C’est la tribune la plus large possible. Pouvoir parler de cette histoire sénégalo-française assez méconnue du reste du monde, c’était une double exposition. A l’international d’une part, et par le cinéma d’autre part. Ce récit nous tenait à cœur parce qu’il racontait l’Histoire.

 

Quelle école a représenté la télévision pour vous en tant qu’acteur ?

Ça a été l’école ultime. La télévision était un laboratoire, on y essayait pas mal de choses, on avait le droit de se tromper, de rater, de réessayer. Je continue, même en tant qu’acteur, à être dans cette forme-là de recherche.

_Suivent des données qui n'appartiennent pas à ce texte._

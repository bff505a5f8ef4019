pub mod actor;
pub mod film;
pub mod session;
pub mod user;

/// Case folding for searchable names, applied on write and to search text on
/// read. SQLite `LOWER` folds ASCII only.
pub(crate) fn search_key(text: &str) -> String {
    text.to_lowercase()
}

C’est là que je trouve mon plaisir.

 

À quel moment décidez-vous de basculer pleinement vers le cinéma ?

L’endroit où je me rends compte que je peux avoir une carrière d’acteur, c’est en 2012, au Théâtre du Châtelet quand je reçois le César pour Intouchables. Avant ça, mon métier, c’était la télévision, avec Fred Testot, en duo. Et quand j’avais une opportunité de faire un film, c’était une expérience en plus, il n’y avait pas de démarche derrière. À partir de là, je me suis autorisé à me projeter, à aborder les opportunités différemment. Mais la méthode n’a pas changé : je privilégie l’expérience et la recherche.

 

Un cinéma a été baptisé en votre nom à Trappes, votre ville natale. Qu’est-ce que cela représente ?

C’est important. J’avais eu des formes de reconnaissance dans le monde entier mais jamais de là d’où je viens. Sans dénigrer les autres, elle a une plus grande valeur. Au fond, c’est ce que je cherchais depuis le départ, ça m’a peut-être même soigné là où je ne pensais pas avoir mal. Ce manque de reconnaissance, à cet endroit là que j’avais occulté, me laissait penser que Trappes, c’était derrière moi, alors que là-bas, ils continuaient à suivre mon parcours, à le saluer et surtout à le reconnaître.

 

En partageant votre temps entre la France, les États-Unis et le Sénégal, quelle vision portez-vous sur le cinéma de ces différentes régions du monde ?

Le fait de vivre dans tous ces endroits-là fait que j’ai une observation du monde qui est particulière, ma vision en est modifiée, elle a évolué. J’ai l’impression d’apporter ça au cinéma, d’y apporter ce triple regard à chaque fois.

 

Vous avez créé l’an dernier votre studio de production, Carrousel Studios, quels types de création souhaitez-vous accompagner ?

On cherche des énergies, des histoires, un désir, une émotion. Le choix des projets vient du ventre, c’est instinctif. Ce qu’on cherche, c’est la liberté de faire ce qu’on veut, comme on le veut. La souplesse, c’est la clé pour réussir un projet et l’emmener au maximum de son potentiel. Si un metteur en scène a tel besoin, on ne le bloquera pas comme le ferait un studio. On souhaite offrir le cadre parfait, être les producteurs qu’on aurait aimé avoir.

 

Et la mise en scène, vous y songez ?

En fait, je suis un metteur en scène et un auteur frustré. C’est pour ça que je suis producteur.

 

Qu’est-ce que votre expérience dans le cinéma vous a appris sur vous-même ?

J’ai abordé ce métier en pensant fuir ma condition, ma propre réalité. On pense se réfugier dans des personnages qui nous éloignent de nous mais on se rend compte, avec l’expérience, que plus on fait ce trajet, plus on se rapproche de soi. Donc pour ma part, j’ai appris beaucoup de choses sur moi, sur mon impatience notamment, que j’ai travaillée, sur mon besoin de liberté aussi, que j’assume désormais.

 

Abordez-vous le cinéma comme un geste politique ?

Ça, c’est aux autres de le dire. J’ai l’impression que, dès que je touche à certains sujets ou prends la parole sur d’autres, on y plaque une dimension politique qui est liée à qui je suis, là d’où je viens et aux valeurs qu’on me prête. Je n’ai pas de problème avec ça mais ce n’est pas ma manière d’aborder les choses.

 

Quel défi attendez-vous dans votre carrière après avoir exploré tous les genres en tant qu’acteur ?

Le défi majeur, c’est de continuer. Continuer à créer, à être libre. C’est ça mon unique défi, le plus important et le plus difficile.